AR Forecasting one day ahead I am doing a project where I want to forecast prices for the next day based on some lagged values of the price. When I read about how to implement this (in Python) what I find it that they use a training data set, fit the model, and then use these parameters to forecast a test data set.
For example:
#first until n-5 observation
df_train = df['Temp'].iloc[:-5]
#n-5 until n observation
df_test = df['Temp'].iloc[-5:]

from statsmodels.tsa.ar_model import AutoReg
model = AutoReg(df_train, lags=22).fit()

forecasts = model.forecast(5).tolist()
test_values = df_test.tolist()
for index in range(len(forecasts)):
  difference = forecasts[index] - test_values[index]
  print(forecasts[index], test_values[index], difference)

Source
First, I see that long training sets are generally used, but then the model uses for example 22 lags to predict the test set, like here. In this case, wouldn't it be sufficient to use this training set:
df_train = df['Temp'].iloc[-27:-5]

Which would give 22 observations?
Secondly, in my case, I don't want to use a fixed training set to forecast a set number of days in the future, but I want to use my lagged data to predict the next 24 hours.
Say if I use a 7 days lag and the first forecasting day is n. Then, to predict n, I want to use observations n-8 until n-1. For the next day, n+1, I want to use n-7 until n to predict.
So:

*

*Do I even need a training and test split for this forecast?

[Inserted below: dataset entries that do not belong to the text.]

//! Instance registry: the only state shared across dungeon instances.
//!
//! The registry maps instance ids to live instance workers and player ids to
//! their sessions. Creation, removal and player (re)binding all happen under
//! one write lock, so lookups never observe a half-applied transition. A
//! request naming an instance the player is no longer bound to is rejected
//! with [`RuntimeError::StaleInstance`] and never reaches any instance.
//!
//! Each instance tracks which players are bound to it. When the last one
//! leaves, the instance is dropped from the registry in the same critical
//! section and its worker stops once its command channel closes. Instances
//! nobody has joined are dropped after `unclaimed_instance_ttl_ticks` ticks,
//! and an instance whose worker has died is dropped on the next tick with its
//! players sent back to the hub.
//!
//! The lock is never held across a wait on an instance queue. Assignments
//! and removals are enqueued with `try_send` inside the critical section so
//! they keep binding order; everything else is sent after the lock is
//! released.

use std::collections::{BTreeMap, HashMap};
use std::sync::Arc;
use std::sync::atomic::{AtomicU64, Ordering};

use tokio::sync::{RwLock, mpsc};
use tokio::task::JoinHandle;
use tracing::{error, info, warn};

use game_core::{
    AttackOutcome, AttackRequest, DungeonInstance, DungeonSnapshot, GenerationReport, InstanceId,
    MoveOutcome, PlayerId, PlayerProfile, PlayerVitals, Ruleset, SpawnCheck, SpawnStrategy, Vec2,
    WorldPos,
};

use crate::api::{EnterDungeon, ExitDungeon, Result, RuntimeError};
use crate::config::RuntimeConfig;
use crate::events::{DungeonEvent, EventBus, SessionEvent};
use crate::workers::{InstanceHandle, InstanceWorker, PendingReply};

struct InstanceEntry {
    handle: InstanceHandle,
    floor: u32,
    /// Bound players and the binding number of each.
    players: BTreeMap<PlayerId, u64>,
    /// Ticks spent with no bound player.
    unclaimed_ticks: u64,
    task: JoinHandle<()>,
}

struct Session {
    profile: PlayerProfile,
    /// `None` while the player is in the hub.
    binding: Option<InstanceId>,
    hub_position: WorldPos,
}

#[derive(Default)]
struct RegistryState {
    instances: HashMap<InstanceId, InstanceEntry>,
    sessions: HashMap<PlayerId, Session>,
}

pub struct InstanceRegistry {
    rules: Arc<Ruleset>,
    event_bus: EventBus,
    command_buffer_size: usize,
    max_generation_attempts: u32,
    seed: Option<u64>,
    unclaimed_ttl_ticks: u64,
    next_instance_id: AtomicU64,
    next_binding: AtomicU64,
    state: RwLock<RegistryState>,
}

*Are you aware of some sources where I can read about this procedure?

All the best,
Simon
 A: +1 to Richard's answer. A few additions:
First off, as Richard notes, you are using the full training set to estimate the autoregression coefficients, which is what AutoReg does. In forecasting, you would only use the last 22 (or whatever your order is) observations together with the estimated coefficients.
This is completely standard autoregressive modeling, which is a subset of the more general autoregressive integrated moving average (ARIMA) class of models. You can read all about this in this excellent online textbook.
Importantly, if your goal is actual forecasting, it makes a lot more sense to use an automated ARIMA modeler. This will decide on the optimal AR order, but also on the number of differences and the MA order, and estimate the coefficients.
Any decent auto-ARIMA modeler will likely end up with far fewer than 22 lags. (Seasonality may come in, depending on what prices you are modeling. If this makes sense to you, be sure to allow seasonality.) See this thread and this one.
A: 
First, I see that long training sets are generally used, but then the model uses for example 22 lags to predict the test set, like here. In this case, wouldn't it be sufficient to use this training set: df_train = df['Temp'].iloc[-27:-5] which would give 22 observations?

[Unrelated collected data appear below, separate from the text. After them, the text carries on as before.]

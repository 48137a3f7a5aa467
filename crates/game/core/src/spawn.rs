//! Guaranteed-walkable spawn and ladder placement.
//!
//! Resolution walks an ordered fallback chain and reports which stage
//! produced the point, so callers can log anything past the first stage.
//! A result is always a `Floor` tile; when the grid has no floor at all the
//! resolver fails with [`SpawnError::NoWalkableTileFound`].
use crate::config::GameConfig;
use crate::error::{ErrorSeverity, GameError};
use crate::geometry::{TilePos, WorldPos};
use crate::map::{Room, TileGrid};
use crate::rng::GameRng;

/// Fallback stage that produced a spawn or ladder point.
#[derive(Clone, Copy, Debug, PartialEq, Eq, Hash, strum::Display, strum::AsRefStr)]
#[strum(serialize_all = "snake_case")]
#[cfg_attr(feature = "serde", derive(serde::Serialize, serde::Deserialize))]
#[cfg_attr(feature = "serde", serde(rename_all = "snake_case"))]
pub enum SpawnStrategy {
    RoomCenter,
    CenterNeighborhood,
    SpawnRoomScan,
    OtherRoomScan,
    Spiral,
    FullScan,
    /// Random interior tile of the ladder room.
    LadderRoom,
}

impl SpawnStrategy {
    /// Stages past the spawn room itself indicate a degenerate layout.
    pub const fn is_degraded(self) -> bool {
        matches!(self, Self::OtherRoomScan | Self::Spiral | Self::FullScan)
    }
}

#[derive(Clone, Copy, Debug, PartialEq)]
#[cfg_attr(feature = "serde", derive(serde::Serialize, serde::Deserialize))]
pub struct SpawnPoint {
    pub tile: TilePos,
    /// Top-left corner of `tile` in world coordinates.
    pub position: WorldPos,
    pub strategy: SpawnStrategy,
}

#[derive(Clone, Debug, PartialEq, Eq, thiserror::Error)]
pub enum SpawnError {
    #[error("no walkable tile found in {width}x{height} grid")]
    NoWalkableTileFound { width: u32, height: u32 },
}

impl GameError for SpawnError {
    fn severity(&self) -> ErrorSeverity {
        match self {
            Self::NoWalkableTileFound { .. } => ErrorSeverity::Fatal,
        }
    }

    fn error_code(&self) -> &'static str {
        match self {
            Self::NoWalkableTileFound { .. } => "SPAWN_NO_WALKABLE_TILE",
        }
    }
}

/// Fallback search over one grid and its rooms.
#[derive(Clone, Copy, Debug)]
pub struct SpawnResolver<'a> {
    grid: &'a TileGrid,
    rooms: &'a [Room],
    tile_size: u32,
    spiral_rings: i32,
}

impl<'a> SpawnResolver<'a> {
    pub fn new(grid: &'a TileGrid, rooms: &'a [Room], tile_size: u32) -> Self {
        Self {
            grid,
            rooms,
            tile_size,
            spiral_rings: crate::config::GenerationParams::DEFAULT_SPIRAL_RINGS,
        }
    }

    pub fn with_spiral_rings(mut self, rings: i32) -> Self {
        self.spiral_rings = rings.max(0);
        self
    }

    fn point(&self, tile: TilePos, strategy: SpawnStrategy) -> SpawnPoint {
        SpawnPoint {
            tile,
            position: tile.to_world(self.tile_size),
            strategy,
        }
    }

    fn no_walkable(&self) -> SpawnError {
        SpawnError::NoWalkableTileFound {
            width: self.grid.width(),
            height: self.grid.height(),
        }
    }

    /// Center used when there are no rooms to anchor the search.
    fn grid_center(&self) -> TilePos {
        TilePos::new(
            self.grid.width() as i32 / 2,
            self.grid.height() as i32 / 2,
        )
    }

    /// Player spawn point, anchored on the first room.
    pub fn resolve_spawn(&self) -> Result<SpawnPoint, SpawnError> {
        let Some((spawn_room, others)) = self.rooms.split_first() else {
            return self.nearest_walkable(self.grid_center());
        };
        let center = spawn_room.center();

        if self.grid.is_floor(center) {
            return Ok(self.point(center, SpawnStrategy::RoomCenter));
        }

        let reach = GameConfig::CENTER_NEIGHBORHOOD / 2;
        for dy in -reach..=reach {
            for dx in -reach..=reach {
                let tile = center.offset(dx, dy);
                if self.grid.is_floor(tile) {
                    return Ok(self.point(tile, SpawnStrategy::CenterNeighborhood));
                }
            }
        }

        if let Some(tile) = spawn_room.tiles().find(|tile| self.grid.is_floor(*tile)) {
            return Ok(self.point(tile, SpawnStrategy::SpawnRoomScan));
        }

        if let Some(tile) = others
            .iter()
            .flat_map(Room::tiles)
            .find(|tile| self.grid.is_floor(*tile))
        {
            return Ok(self.point(tile, SpawnStrategy::OtherRoomScan));
        }

        self.nearest_walkable(center)
    }

    /// Ladder point: a random tile one step inside a non-spawn room when
    /// there are at least two rooms. Never returns `avoid` while any other
    /// walkable tile exists.
    pub fn resolve_ladder(
        &self,
        rng: &mut GameRng,
        avoid: Option<TilePos>,
    ) -> Result<SpawnPoint, SpawnError> {
        let usable = |tile: &TilePos| self.grid.is_floor(*tile) && Some(*tile) != avoid;

        let candidates = if self.rooms.len() >= 2 {
            &self.rooms[1..]
        } else {
            self.rooms
        };

        if let Some(room) = rng.choose(candidates).copied() {
            let interior: Vec<TilePos> = room
                .interior(1)
                .map(|inner| inner.tiles().filter(usable).collect())
                .unwrap_or_default();
            if let Some(tile) = rng.choose(&interior) {
                return Ok(self.point(*tile, SpawnStrategy::LadderRoom));
            }

            if let Some(tile) = room.tiles().find(usable) {
                return Ok(self.point(tile, SpawnStrategy::LadderRoom));
            }
            if let Some(tile) = self
                .rooms
                .iter()
                .filter(|other| **other != room)
                .flat_map(Room::tiles)
                .find(usable)
            {
                return Ok(self.point(tile, SpawnStrategy::OtherRoomScan));
            }
            if let Some(tile) = self.spiral(room.center(), usable) {
                return Ok(self.point(tile, SpawnStrategy::Spiral));
            }
        } else if let Some(tile) = self.spiral(self.grid_center(), usable) {
            return Ok(self.point(tile, SpawnStrategy::Spiral));
        }

        if let Some(tile) = self.grid.positions().find(usable) {
            return Ok(self.point(tile, SpawnStrategy::FullScan));
        }

        // The avoided tile is the only floor left.
        match avoid {
            Some(tile) if self.grid.is_floor(tile) => Ok(self.point(tile, SpawnStrategy::FullScan)),
            _ => Err(self.no_walkable()),
        }
    }

    /// Spiral search from `origin`, then a row-major scan of the whole grid.
    pub fn nearest_walkable(&self, origin: TilePos) -> Result<SpawnPoint, SpawnError> {
        if let Some(tile) = self.spiral(origin, |tile| self.grid.is_floor(*tile)) {
            return Ok(self.point(tile, SpawnStrategy::Spiral));
        }
        self.full_scan()
    }

    /// First floor tile in row-major order.
    pub fn full_scan(&self) -> Result<SpawnPoint, SpawnError> {
        self.grid
            .first_floor()
            .map(|tile| self.point(tile, SpawnStrategy::FullScan))
            .ok_or_else(|| self.no_walkable())
    }

    fn spiral(&self, origin: TilePos, accept: impl Fn(&TilePos) -> bool) -> Option<TilePos> {
        (0..=self.spiral_rings)
            .flat_map(|radius| spiral_ring(origin, radius))
            .find(|tile| accept(tile))
    }
}

/// Tiles of ring `radius` around `center`, clockwise from the top-left
/// corner. Ring zero is the center itself.
pub fn spiral_ring(center: TilePos, radius: i32) -> Vec<TilePos> {
    if radius <= 0 {
        return vec![center];
    }
    let (left, right) = (center.x - radius, center.x + radius);
    let (top, bottom) = (center.y - radius, center.y + radius);

    let mut tiles = Vec::with_capacity(8 * radius as usize);
    tiles.extend((left..=right).map(|x| TilePos::new(x, top)));
    tiles.extend((top + 1..=bottom).map(|y| TilePos::new(right, y)));
    tiles.extend((left..right).rev().map(|x| TilePos::new(x, bottom)));
    tiles.extend((top + 1..bottom).rev().map(|y| TilePos::new(left, y)));
    tiles
}
//! Per-tick NPC AI.
//!
//! Each NPC, in roster order:
//!
//! 1. decrements its cooldown
//! 2. finds the nearest player; with no players at all it idles
//! 3. chases that player inside the detection range, or flees when its HP
//!    ratio is under the retreat threshold
//! 4. otherwise wanders on a held heading
//! 5. updates its animation from whether it actually moved
//! 6. engages when its cooldown is zero
//!
//! The engine never schedules itself; the owner calls [`tick_npcs`] once per
//! simulation step.
pub mod engagement;
pub mod steering;

pub use engagement::{EngagementKind, NpcEngagement, ProjectileLaunch, choose_move, engage};
pub use steering::Mover;

use crate::combat::Combatant;
use crate::geometry::{Vec2, WorldPos};
use crate::ids::PlayerId;
use crate::map::Terrain;
use crate::npc::{AnimationState, NpcEntity};
use crate::rng::GameRng;
use crate::rules::Ruleset;

/// A player as the AI sees it.
#[derive(Clone, Copy, Debug)]
pub struct Target<'a> {
    pub player: &'a PlayerId,
    pub position: WorldPos,
    pub hp_ratio: f32,
    pub combatant: &'a Combatant,
}

/// Advances every NPC by one tick and returns the engagements that happened.
pub fn tick_npcs(
    npcs: &mut [NpcEntity],
    targets: &[Target<'_>],
    terrain: Terrain<'_>,
    rules: &Ruleset,
    rng: &mut GameRng,
) -> Vec<NpcEngagement> {
    let params = &rules.config.npc;
    let mover = Mover {
        terrain,
        collider: rules.config.npc_collider_size(),
        speed: params.speed,
        jitter_attempts: params.jitter_attempts,
    };

    let mut engagements = Vec::new();
    for npc in npcs.iter_mut() {
        npc.cooldown = npc.cooldown.saturating_sub(1);

        let Some((target, distance)) = nearest(npc.position, targets) else {
            npc.animation = AnimationState::Idle;
            continue;
        };

        let moved = if distance < params.detection_range {
            pursue(npc, target.position, &mover, rules, rng)
        } else {
            wander(npc, &mover, rules, rng)
        };
        npc.animation = if moved {
            AnimationState::Walk
        } else {
            AnimationState::Idle
        };

        if npc.cooldown == 0 {
            engagements.extend(engage(npc, target, terrain, rules, rng));
        }
    }
    engagements
}

fn nearest<'t, 'a>(from: WorldPos, targets: &'t [Target<'a>]) -> Option<(&'t Target<'a>, f32)> {
    targets
        .iter()
        .map(|target| (target, from.distance(target.position)))
        .min_by(|a, b| a.1.total_cmp(&b.1))
}

fn pursue(
    npc: &mut NpcEntity,
    toward: WorldPos,
    mover: &Mover<'_>,
    rules: &Ruleset,
    rng: &mut GameRng,
) -> bool {
    let Some(direction) = (toward - npc.position).normalized() else {
        return false;
    };
    let mut step = direction * mover.speed;
    if npc.hp_ratio() < rules.config.npc.retreat_threshold {
        step = -step;
    }
    match mover.steer(npc.position, step, rng) {
        Some(next) => {
            npc.position = next;
            true
        }
        None => false,
    }
}

fn wander(npc: &mut NpcEntity, mover: &Mover<'_>, rules: &Ruleset, rng: &mut GameRng) -> bool {
    if npc.wander.ticks_left == 0 || npc.wander.heading == Vec2::ZERO {
        reroll_heading(npc, mover.speed, rules, rng);
    }
    match mover.try_step(npc.position, npc.wander.heading) {
        Some(next) => {
            npc.position = next;
            npc.wander.ticks_left -= 1;
            true
        }
        None => {
            reroll_heading(npc, mover.speed, rules, rng);
            false
        }
    }
}

fn reroll_heading(npc: &mut NpcEntity, speed: f32, rules: &Ruleset, rng: &mut GameRng) {
    let span = rules.config.npc.wander_ticks;
    npc.wander.heading = Vec2::from_angle(rng.angle(), speed);
    npc.wander.ticks_left = rng.range_inclusive(span.min, span.max).max(1) as u32;
}

#[cfg(test)]
mod tests {
    use super::*;
    use crate::ids::NpcId;
    use crate::map::TileGrid;

    fn room_grid() -> TileGrid {
        let mut rows = vec!["#".repeat(12)];
        rows.extend((0..10).map(|_| format!("#{}#", ".".repeat(10))));
        rows.push("#".repeat(12));
        let rows: Vec<&str> = rows.iter().map(String::as_str).collect();
        TileGrid::from_ascii(&rows)
    }

    #[test]
    fn no_players_means_idle_in_place() {
        let rules = Ruleset::default();
        let grid = room_grid();
        let mut npcs = vec![NpcEntity::new(NpcId(0), "zubat", 3, 40, Vec2::new(150.0, 150.0))];
        npcs[0].cooldown = 5;
        let engagements =
            tick_npcs(&mut npcs, &[], Terrain::new(&grid, 50), &rules, &mut GameRng::new(0));
        assert!(engagements.is_empty());
        assert_eq!(npcs[0].position, Vec2::new(150.0, 150.0));
        assert_eq!(npcs[0].animation, AnimationState::Idle);
        assert_eq!(npcs[0].cooldown, 4);
    }

    #[test]
    fn wounded_npc_flees() {
        let rules = Ruleset::default();
        let grid = room_grid();
        let player = PlayerId::new("p1");
        let combatant = rules.combatant("zubat", 5);
        let targets = [Target {
            player: &player,
            position: Vec2::new(300.0, 200.0),
            hp_ratio: 1.0,
            combatant: &combatant,
        }];
        let mut npcs = vec![NpcEntity::new(NpcId(0), "zubat", 3, 40, Vec2::new(200.0, 200.0))];
        npcs[0].hp = 5;
        npcs[0].cooldown = 10;
        tick_npcs(&mut npcs, &targets, Terrain::new(&grid, 50), &rules, &mut GameRng::new(0));
        assert_eq!(npcs[0].position, Vec2::new(198.0, 200.0));
        assert_eq!(npcs[0].animation, AnimationState::Walk);
    }

    #[test]
    fn distant_player_triggers_wandering() {
        let rules = Ruleset::default();
        let grid = room_grid();
        let player = PlayerId::new("p1");
        let combatant = rules.combatant("zubat", 5);
        let targets = [Target {
            player: &player,
            position: Vec2::new(5000.0, 5000.0),
            hp_ratio: 1.0,
            combatant: &combatant,
        }];
        let mut npcs = vec![NpcEntity::new(NpcId(0), "zubat", 3, 40, Vec2::new(250.0, 250.0))];
        tick_npcs(&mut npcs, &targets, Terrain::new(&grid, 50), &rules, &mut GameRng::new(8));
        let moved = npcs[0].position.distance(Vec2::new(250.0, 250.0));
        assert!((moved - 2.0).abs() < 1e-3);
        assert!(npcs[0].wander.ticks_left >= 29);
    }
}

What you are suggesting is to use 22 data points* for estimating a model with 22 slope coefficients and an intercept. That is guaranteed to yield extreme overfitting. You would not even be able to use OLS as there are more free parameters than data points. You need a much larger training subsample.

I want to use my lagged data to predict the next 24 hours

If you have daily data, you cannot make hourly predictions. On the other hand, you probably meant forecasting 1 day ahead? That would work.

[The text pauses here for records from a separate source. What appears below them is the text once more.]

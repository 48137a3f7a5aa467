//! Runtime orchestration for multiplayer dungeon instances.
//!
//! This crate wires the deterministic `game-core` simulation into concurrent
//! services: one worker task per dungeon instance, a registry that binds
//! players to instances, a fixed-rate ticker and a topic-based event bus.
//! Consumers embed [`Runtime`] and talk to it through [`DungeonHandle`].
//!
//! Modules are organized by responsibility:
//! - [`runtime`] hosts the orchestrator and builder
//! - [`api`] exposes the types downstream clients interact with
//! - [`events`] provides topic-based event bus for flexible event routing
//! - [`registry`] maps players to instances and owns instance lifecycle
//! - `workers` keeps background tasks internal to the crate
pub mod api;
pub mod config;
pub mod events;
pub mod registry;
pub mod runtime;

mod workers;

pub use api::{DungeonHandle, EnterDungeon, ExitDungeon, Result, RuntimeError};
pub use config::RuntimeConfig;
pub use events::{CombatEvent, DungeonEvent, Event, EventBus, SessionEvent, Topic};
pub use registry::InstanceRegistry;
pub use runtime::{Runtime, RuntimeBuilder};
//! Log setup: stderr plus a non-blocking file appender.
use std::path::Path;

use anyhow::{Context, Result};
use tracing_appender::non_blocking::WorkerGuard;
use tracing_subscriber::layer::SubscriberExt;
use tracing_subscriber::util::SubscriberInitExt;

const LOG_FILE: &str = "server.log";

/// Installs the global subscriber. The returned guard must be held until
/// exit, otherwise buffered file output is lost.
pub fn setup_logging(log_dir: &Path) -> Result<WorkerGuard> {
    std::fs::create_dir_all(log_dir)
        .with_context(|| format!("failed to create log directory {}", log_dir.display()))?;

    let file_appender = tracing_appender::rolling::never(log_dir, LOG_FILE);
    let (non_blocking_file, guard) = tracing_appender::non_blocking(file_appender);

    let env_filter = tracing_subscriber::EnvFilter::from_default_env()
        .add_directive(tracing::Level::INFO.into());

    let stderr_layer = tracing_subscriber::fmt::layer().with_writer(std::io::stderr);
    let file_layer = tracing_subscriber::fmt::layer()
        .with_writer(non_blocking_file)
        .with_ansi(false);

    tracing_subscriber::registry()
        .with(env_filter)
        .with(stderr_layer)
        .with(file_layer)
        .init();

    tracing::info!("Log file: {}", log_dir.join(LOG_FILE).display());
    Ok(guard)
}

Say if I use a 7 days lag and the first forecasting day is n. Then, to predict n, I want to use observations n-8 until n-1. For the next day, n+1, I want to use n-7 until n to predict. So: Do I even need a training and test split for this forecast?

You need a training sample to estimate the model's coefficients. Having done that, you only need the most recent $p$ data points to predict the next one. (Here, $p$ is the order of the AR model you are using.)
*I am not proficient in Python, but does [-27:-5] not yield 23 data points?